By Mallory Mattingly
Excessive screen time drives your teen’s anxiety, Crosswalk Headlines reported, but there is a solution.
ScienceDirect conducted a study of 580 U.S. and Canadian teens aged 12-17. They found that any teen who spent over two hours a day on social media a day experienced more anxiety and was “four times as likely to face emotional and behavioral issues.”
The COVID-19 pandemic’s “extensive and enduring mental health effects” also continue to affect young people’s mental health and screen use, the study found, “affecting adolescents both with and without pre-existing vulnerabilities.”
“It’s one of those findings that you don’t even want to be true,” admitted neuroscientist Emma Duerden in an interview with Phoenix 12 News.
Duerden explained that 45% of teens from Western University in Canada had “clinically elevated anxiety levels.”
“Based on past studies, it should be between 8% and 15%,” she explained. “And before the pandemic, it was probably about 6% in school-aged children. It really is surprising, and really speaks to a call to action.”

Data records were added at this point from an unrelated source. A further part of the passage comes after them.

//! The task phase state machines.
//!
//! A task is bound to exactly one worker and advances through an explicit
//! phase enum, one tick at a time. `advance(ctx, Δt)` consumes some or all
//! of the tick and returns the unconsumed remainder; the engine re-invokes
//! with the leftover so a task can pass through several phases inside one
//! tick without losing time.
//!
//! Failure is never an error value here. Precondition failures at
//! construction, malfunction aborts mid-phase, and contention losses all end
//! the task silently; the scheduler simply re-offers work on a later pass.
//! Every ending path runs the task's cleanup exactly once, releasing any
//! queue membership the task claimed.

mod examine_body;
mod prescribe_medication;
mod request_treatment;
mod resting_recovery;
mod treat_health_problem;

pub use examine_body::*;
pub use prescribe_medication::*;
pub use request_treatment::*;
pub use resting_recovery::*;
pub use treat_health_problem::*;

use hecs::{Entity, World};

use outpost_logic::condition::{is_fit, FitnessBounds};

use crate::components::{Location, PhysicalCondition, Skills, SkillType};
use crate::hooks::{SimulationHooks, WorkerMover};
use crate::medical::MedicalManager;

/// Everything a task may touch while advancing.
pub struct TaskContext<'a> {
    pub world: &'a mut World,
    pub medical: &'a mut MedicalManager,
    pub mover: &'a mut dyn WorkerMover,
    pub hooks: &'a mut dyn SimulationHooks,
    pub rng: &'a mut dyn rand::RngCore,
    /// Current sim time in millisols.
    pub now: f64,
}

/// A stateful multi-phase activity bound to one worker.
pub trait Task {
    fn name(&self) -> &'static str;

    fn worker(&self) -> Entity;

    /// Terminal state: no further phase dispatch occurs.
    fn is_done(&self) -> bool;

    /// Run the current phase handler for up to `time` millisols and return
    /// the unconsumed remainder (`0 ≤ leftover ≤ time`).
    fn advance(&mut self, ctx: &mut TaskContext, time: f64) -> f64;

    /// External cancellation. Runs cleanup if the task has not already
    /// ended; safe to call more than once.
    fn cancel(&mut self, ctx: &mut TaskContext);
}

/// Skill level lookup; workers without a skill profile count as untrained.
pub(crate) fn skill_level(world: &World, worker: Entity, skill: SkillType) -> u32 {
    world
        .get::<&Skills>(worker)
        .map(|s| s.level(skill))
        .unwrap_or(0)
}

/// Where a worker is; missing location data counts as outside.
pub(crate) fn location_of(world: &World, worker: Entity) -> Location {
    world
        .get::<&Location>(worker)
        .map(|l| *l)
        .unwrap_or(Location::Outside)
}

/// Fitness gate. Robots carry no physical condition and always pass.
pub(crate) fn fit_for(world: &World, worker: Entity, bounds: &FitnessBounds) -> bool {
    match world.get::<&PhysicalCondition>(worker) {
        Ok(c) => c.alive && is_fit(c.stress, c.fatigue, c.hunger, bounds),
        Err(_) => true,
    }
}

Duerden explained why anxiety levels are higher among children.
“The pre-frontal cortex, which is the part of the brain that tells you, ‘I should put this device down now,’ develops much later and children are really lacking that ability,” the neuroscientist said, per a post from Brain Suite.
Related: Are Social Media and Teen Suicide Linked?

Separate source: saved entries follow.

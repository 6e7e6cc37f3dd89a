//! A capacity-bounded medical station — building sick bay or vehicle sick bay.
//!
//! The three queues are deliberately separate collections rather than one set
//! with a status field: each task only ever membership-tests one or two of
//! them, and the split keeps "waiting vs. treated vs. resting" structurally
//! disjoint. Queue mutation is check-then-act; callers are responsible for
//! membership tests before enqueueing.

use hecs::Entity;
use serde::{Deserialize, Serialize};

use super::complaint::ComplaintType;

/// Identifies one health problem across the settlement: the sufferer plus
/// which complaint. A person has at most one problem per complaint.
#[derive(Debug, Clone, Copy, PartialEq, Eq, Hash)]
pub struct ProblemRef {
    pub person: Entity,
    pub complaint: ComplaintType,
}

/// Where a station physically lives, and what a worker walks to.
#[derive(Debug, Clone, Copy, PartialEq, Eq, Serialize, Deserialize)]
pub enum StationKind {
    /// Medical care function inside a settlement building.
    Building { building_id: u32 },
    /// Sick bay aboard a vehicle.
    Vehicle { vehicle_id: u32 },
}

/// One medical station: beds, capability level, and the three problem queues.
#[derive(Debug, Clone)]
pub struct MedicalStation {
    pub kind: StationKind,
    /// Highest treatment facility level this station supports.
    pub facility_level: u32,
    sick_beds: usize,
    malfunction_active: bool,
    awaiting: Vec<ProblemRef>,
    treating: Vec<ProblemRef>,
    resting: Vec<Entity>,
}

impl MedicalStation {
    pub fn new(kind: StationKind, facility_level: u32, sick_beds: usize) -> Self {
        Self {
            kind,
            facility_level,
            sick_beds,
            malfunction_active: false,
            awaiting: Vec::new(),
            treating: Vec::new(),
            resting: Vec::new(),
        }
    }

    /// Bed capacity.
    pub fn sick_beds(&self) -> usize {
        self.sick_beds
    }

    /// Current bed occupancy: patients under treatment plus people resting.
    pub fn patient_num(&self) -> usize {
        self.treating.len() + self.resting.len()
    }

    /// Whether this station's capability set covers the complaint's required
    /// treatment. Bed capacity is evaluated separately by callers.
    pub fn can_treat(&self, complaint: ComplaintType) -> bool {
        complaint
            .descriptor()
            .treatment
            .map_or(false, |t| t.facility_level <= self.facility_level)
    }

    pub fn has_malfunction(&self) -> bool {
        self.malfunction_active
    }

    pub fn set_malfunction(&mut self, active: bool) {
        self.malfunction_active = active;
    }

    /// Whether a problem sits in any of this station's queues.
    pub fn is_queued(&self, problem: ProblemRef) -> bool {
        self.awaiting.contains(&problem) || self.treating.contains(&problem)
    }

    pub fn awaiting(&self) -> &[ProblemRef] {
        &self.awaiting
    }

    pub fn treating(&self) -> &[ProblemRef] {
        &self.treating
    }

    pub fn resting(&self) -> &[Entity] {
        &self.resting
    }

    /// Queue a problem for treatment. Callers must check [`is_queued`]
    /// first; the queues stay disjoint by that contract, not by an
    /// internal guard.
    ///
    /// [`is_queued`]: Self::is_queued
    pub fn request_treatment(&mut self, problem: ProblemRef) {
        debug_assert!(!self.is_queued(problem));
        self.awaiting.push(problem);
    }

    /// Move a problem from the waiting queue to active treatment.
    pub fn start_treatment(&mut self, problem: ProblemRef) {
        self.awaiting.retain(|p| *p != problem);
        if !self.treating.contains(&problem) {
            self.treating.push(problem);
        }
    }

    /// Remove a problem from active treatment. Idempotent.
    pub fn stop_treatment(&mut self, problem: ProblemRef) {
        self.treating.retain(|p| *p != problem);
    }

    /// Remove a problem from the waiting queue. Idempotent.
    pub fn withdraw_request(&mut self, problem: ProblemRef) {
        self.awaiting.retain(|p| *p != problem);
    }

    /// Add a person to the resting set. Callers membership-test first.
    pub fn start_resting(&mut self, person: Entity) {
        if !self.resting.contains(&person) {
            self.resting.push(person);
        }
    }

    /// Remove a person from the resting set. Idempotent.
    pub fn stop_resting(&mut self, person: Entity) {
        self.resting.retain(|p| *p != person);
    }

    pub fn is_resting(&self, person: Entity) -> bool {
        self.resting.contains(&person)
    }

    /// Claim a bed for a person (patient or body). Succeeds if the person
    /// already holds one, fails when the station is full.
    pub fn try_claim_bed(&mut self, person: Entity) -> bool {
        if self.resting.contains(&person) {
            return true;
        }
        if self.patient_num() >= self.sick_beds {
            return false;
        }
        self.resting.push(person);
        true
    }

    /// Drop every queue entry belonging to a person. Used when the person
    /// dies or leaves the settlement.
    pub fn purge_person(&mut self, person: Entity) {
        self.awaiting.retain(|p| p.person != person);
        self.treating.retain(|p| p.person != person);
        self.resting.retain(|p| *p != person);
    }
}

#[cfg(test)]
mod tests {
    use super::*;

    fn station() -> MedicalStation {
        MedicalStation::new(StationKind::Building { building_id: 1 }, 3, 2)
    }

    fn problem(world: &mut hecs::World, complaint: ComplaintType) -> ProblemRef {
        ProblemRef {
            person: world.spawn(()),
            complaint,
        }
    }

    #[test]
    fn test_can_treat_by_facility_level() {
        let s = station();
        assert!(s.can_treat(ComplaintType::Laceration)); // level 1
        assert!(s.can_treat(ComplaintType::Appendicitis)); // level 3
        let clinic = MedicalStation::new(StationKind::Vehicle { vehicle_id: 7 }, 1, 1);
        assert!(!clinic.can_treat(ComplaintType::Appendicitis));
    }

    #[test]
    fn test_cannot_treat_complaint_without_procedure() {
        let s = station();
        assert!(!s.can_treat(ComplaintType::PanicAttack));
    }

    #[test]
    fn test_request_then_start_moves_queues() {
        let mut world = hecs::World::new();
        let mut s = station();
        let p = problem(&mut world, ComplaintType::BrokenBone);
        s.request_treatment(p);
        assert!(s.awaiting().contains(&p));
        s.start_treatment(p);
        assert!(!s.awaiting().contains(&p));
        assert!(s.treating().contains(&p));
        assert_eq!(s.patient_num(), 1);
    }

    #[test]
    fn test_stop_treatment_idempotent() {
        let mut world = hecs::World::new();
        let mut s = station();
        let p = problem(&mut world, ComplaintType::BrokenBone);
        s.start_treatment(p);
        s.stop_treatment(p);
        s.stop_treatment(p);
        assert_eq!(s.patient_num(), 0);
    }

    #[test]
    fn test_bed_claim_respects_capacity() {
        let mut world = hecs::World::new();
        let mut s = station();
        let a = world.spawn(());
        let b = world.spawn(());
        let c = world.spawn(());
        assert!(s.try_claim_bed(a));
        assert!(s.try_claim_bed(b));
        assert!(!s.try_claim_bed(c)); // 2 beds
        assert!(s.try_claim_bed(a)); // already holds one
        assert_eq!(s.patient_num(), 2);
    }

    #[test]
    fn test_treatment_counts_against_beds() {
        let mut world = hecs::World::new();
        let mut s = station();
        let p = problem(&mut world, ComplaintType::BrokenBone);
        s.start_treatment(p);
        let rester = world.spawn(());
        assert!(s.try_claim_bed(rester));
        let third = world.spawn(());
        assert!(!s.try_claim_bed(third));
    }

    #[test]
    fn test_purge_person_clears_all_queues() {
        let mut world = hecs::World::new();
        let mut s = station();
        let person = world.spawn(());
        s.request_treatment(ProblemRef {
            person,
            complaint: ComplaintType::Laceration,
        });
        s.start_treatment(ProblemRef {
            person,
            complaint: ComplaintType::BrokenBone,
        });
        s.start_resting(person);
        s.purge_person(person);
        assert_eq!(s.patient_num(), 0);
        assert!(s.awaiting().is_empty());
    }
}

“For young children and for teenagers, their brains really aren’t wired to be able to process excessive rewards,” she shared in a conversation with CBC News.
Studies have found that social media use triggers a dopamine release, “a neurotransmitter that reinforces rewarding behaviors,” activating the same neural pathways as substance addictions.
“Using social media lights up the same parts of your brain as other addictions, such as drugs, alcohol, and gambling,” said researcher Laura Elin Pigott.
These pathways can make it difficult for young people to self-regulate social media use. However, doing that might just be the solution to their anxiety.
“Limiting screen time to particular hours of the day, or having screen time free zones, for example, in the house, can really help with limiting the overall amount of screen time that children and adolescents are receiving,” Duerden encouraged.
“There’s been a large-scale meta-analysis demonstrating that the two-hour rule is a good benchmark,“ she told 12 News. “What we showed in the study is screens are a modifiable risk factor, and maybe just reducing the time on it every day could go a long way in terms of helping children.”
With the growing mental health crisis among young people, many parents (and even teens) need to know the importance of setting proper screen time limits and boundaries.